The Planet’s Habitability

The fact that the work world doesn’t need that massive urban concentration it has required so far is a start. The problem is that only the professional classes and a few companies can work from home. The green transition isn’t only desirable but necessary if we want to avoid catastrophes. This pandemic is just one effect of an uncontrolled globalization of contagion networks on a global scale. However, there are other effects, such as catastrophes, deforestation and water pollution. All of this challenges our model of civilization, but the fear of the unknowns is paralyzing us. Paralysis in such a fundamental crisis is self-destruction.

Overcoming the crisis requires not only reconstruction but transformation. The main transport system around the world is based on the gradual destruction of the planet’s habitability. If we don’t want to get to that point, we need to start to change now. The automobile industry must make the transition to electric mobility easier. The sources of energy of electric mobility are renewable–green hydrogens. Today, it’s much cheaper to live in a town than a city. Since many companies are OK with telework now, they can change the model of how people relate to nature.

It’s a Moment of Change

The world we knew is over, and it's not a curse or a sentence. It will always depend on what we do as humans. Telework and the fact that almost all our interactions are digital prove it, although I think it would be best to develop social interaction along with the ability to build relationships on digital networks. We started a speedier digital transition than we expected. With that, many established norms have to be reconsidered; for example, workers’ rights and control of digital networks.

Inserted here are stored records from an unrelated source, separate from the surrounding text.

//! Approximate schedule of the recurring US releases that move every pair.
//!
//! Dates are the usual slots, not the official calendar: payrolls on the first
//! Friday, CPI on the 13th, and FOMC statements on the 15th of meeting months.

use chrono::{Datelike, NaiveDate, TimeZone, Utc, Weekday};

use super::event::{Impact, NewsEvent};

const FOMC_MONTHS: [u32; 8] = [1, 3, 5, 6, 7, 9, 11, 12];

/// High-impact NFP, CPI and FOMC events for each given year.
pub fn recurring_events(years: &[i32]) -> Vec<NewsEvent> {
    let mut events = Vec::new();
    for &year in years {
        for month in 1..=12 {
            if let Some(day) = first_weekday(year, month, Weekday::Fri) {
                push_event(&mut events, year, month, day, 13, 30, "NFP");
            }
            push_event(&mut events, year, month, 13, 13, 30, "CPI");
            if FOMC_MONTHS.contains(&month) {
                push_event(&mut events, year, month, 15, 19, 0, "FOMC");
            }
        }
    }
    events.sort_by_key(|e| e.timestamp);
    events
}

fn push_event(events: &mut Vec<NewsEvent>, year: i32, month: u32, day: u32, hour: u32, minute: u32, name: &str) {
    if let Some(ts) = Utc.with_ymd_and_hms(year, month, day, hour, minute, 0).single() {
        events.push(NewsEvent::new(ts, Impact::High, name));
    }
}

fn first_weekday(year: i32, month: u32, weekday: Weekday) -> Option<u32> {
    let first = NaiveDate::from_ymd_opt(year, month, 1)?;
    let offset = (7 + weekday.num_days_from_monday() - first.weekday().num_days_from_monday()) % 7;
    Some(1 + offset)
}
use chrono::{DateTime, Utc};
use serde::{Deserialize, Serialize};

/// One point of the realized equity curve.
#[derive(Debug, Clone, Copy, PartialEq, Serialize, Deserialize)]
pub struct EquityPoint {
    pub timestamp: DateTime<Utc>,
    pub equity: f64,
    /// Peak equity minus current equity (account currency, >= 0).
    pub drawdown_from_peak: f64,
}

impl EquityPoint {
    /// Drawdown as a fraction of the peak it is measured from.
    pub fn drawdown_pct(&self) -> f64 {
        let peak = self.equity + self.drawdown_from_peak;
        if peak <= 0.0 {
            return 0.0;
        }
        self.drawdown_from_peak / peak
    }
}
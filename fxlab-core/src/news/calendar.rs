//! News blackout calendar.
//!
//! High-impact events become closed intervals `[ts - pre, ts + post]`, sorted by
//! start. A prefix maximum of interval ends turns "is `t` inside any interval"
//! into one binary search: the intervals starting at or before `t` cover it iff
//! the largest end among them is `>= t`.

use chrono::{DateTime, Duration, NaiveTime, Utc};

use super::event::{Impact, NewsEvent};
use crate::config::NewsConfig;

#[derive(Debug, Clone)]
struct Blackout {
    start: DateTime<Utc>,
    end: DateTime<Utc>,
    event: usize,
}

#[derive(Debug, Clone, Default)]
pub struct NewsCalendar {
    enabled: bool,
    events: Vec<NewsEvent>,
    blackouts: Vec<Blackout>,
    /// `max_end[i]` = max end of `blackouts[..=i]`.
    max_end: Vec<DateTime<Utc>>,
}

impl NewsCalendar {
    /// Build the calendar. Low and Medium impact events are kept for reference
    /// but never block.
    pub fn new(mut events: Vec<NewsEvent>, config: &NewsConfig) -> Self {
        events.sort_by(|a, b| a.timestamp.cmp(&b.timestamp).then_with(|| a.name.cmp(&b.name)));

        let mut blackouts: Vec<Blackout> = events
            .iter()
            .enumerate()
            .filter(|(_, ev)| ev.impact == Impact::High)
            .map(|(i, ev)| {
                let mut start = ev.timestamp - ev.pre_window(config.pre_window());
                let mut end = ev.timestamp + ev.post_window(config.post_window());
                if config.full_day_blackout && ev.full_day {
                    let day_start = ev.timestamp.date_naive().and_time(NaiveTime::MIN).and_utc();
                    let day_end = day_start + Duration::days(1) - Duration::nanoseconds(1);
                    start = start.min(day_start);
                    end = end.max(day_end);
                }
                Blackout { start, end, event: i }
            })
            .collect();
        blackouts.sort_by_key(|b| b.start);

        let mut max_end = Vec::with_capacity(blackouts.len());
        for b in &blackouts {
            let running = match max_end.last() {
                Some(&prev) if prev > b.end => prev,
                _ => b.end,
            };
            max_end.push(running);
        }

        Self {
            enabled: config.enabled,
            events,
            blackouts,
            max_end,
        }
    }

    /// A calendar that never blocks.
    pub fn disabled() -> Self {
        Self::default()
    }

    pub fn is_enabled(&self) -> bool {
        self.enabled
    }

    pub fn events(&self) -> &[NewsEvent] {
        &self.events
    }

    pub fn high_impact_count(&self) -> usize {
        self.blackouts.len()
    }

    /// True iff `timestamp` lies inside a high-impact blackout window.
    pub fn is_blocked(&self, timestamp: DateTime<Utc>) -> bool {
        if !self.enabled {
            return false;
        }
        let idx = self.blackouts.partition_point(|b| b.start <= timestamp);
        idx > 0 && self.max_end[idx - 1] >= timestamp
    }

    /// The event whose window covers `timestamp`, latest-starting first.
    pub fn blocking_event(&self, timestamp: DateTime<Utc>) -> Option<&NewsEvent> {
        if !self.enabled {
            return None;
        }
        let idx = self.blackouts.partition_point(|b| b.start <= timestamp);
        for j in (0..idx).rev() {
            if self.max_end[j] < timestamp {
                break;
            }
            if self.blackouts[j].end >= timestamp {
                return Some(&self.events[self.blackouts[j].event]);
            }
        }
        None
    }

    /// Next event of any impact strictly after `timestamp`.
    pub fn next_event_after(&self, timestamp: DateTime<Utc>) -> Option<&NewsEvent> {
        let idx = self.events.partition_point(|ev| ev.timestamp <= timestamp);
        self.events.get(idx)
    }
}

And there’s more. It’s clear that the core of society is public health. However, the most important geopolitical change taking place in the world is the United States’ heightened supremacy crisis and the increased influence capacity of Asian models. It’s a huge change. And then there’s the fundamental change, which is becoming aware of what we didn’t consider important–ties with family and friends, what I call “the society of hugs”. We will value hugs, being with people and partners, going to the supermarket and meeting up with someone more than before. We are in a complete dichotomy between solidarity and individualism; we are at a crossroads. Our existence was on autopilot. Now, we must take the steering wheel.

Social Movements

We must distinguish between social movements as mind-transforming practices and political action movements through the state. The movements that really transformed the world weren’t the ones that tried to destroy the state. Those were revolutionary movements, and they were fundamental in history. However, social movements are something else. Their importance lies in the spread of cultural values. The change of minds then translates into political changes. Where there is exploitation and domination, there is resistance. Otherwise, ours would be a hopeless history. There are social movements because democratic institutions don’t allow for the full expression of popular demands.

Colombia had generations linked to a violent opposition that destroyed the democratic channels. There clearly was a collective suicide represented in an endless war. Social movements disappeared, but social problems didn’t. For that reason, they will exist until there are institutional expressions that voice the demands for social justice. Colombia isn’t a poor country; it’s an unjust country. Social movements can and must change minds and procedures. They must make the left in the system really be the left. They must make it take on popular demands and not let it be a complete prisoner of ruling interests, even if it respects the rules of democracy. We know that when a social movement without political instruction reaches power, it is a dictatorship; not a dictatorship of the current but of the former working class.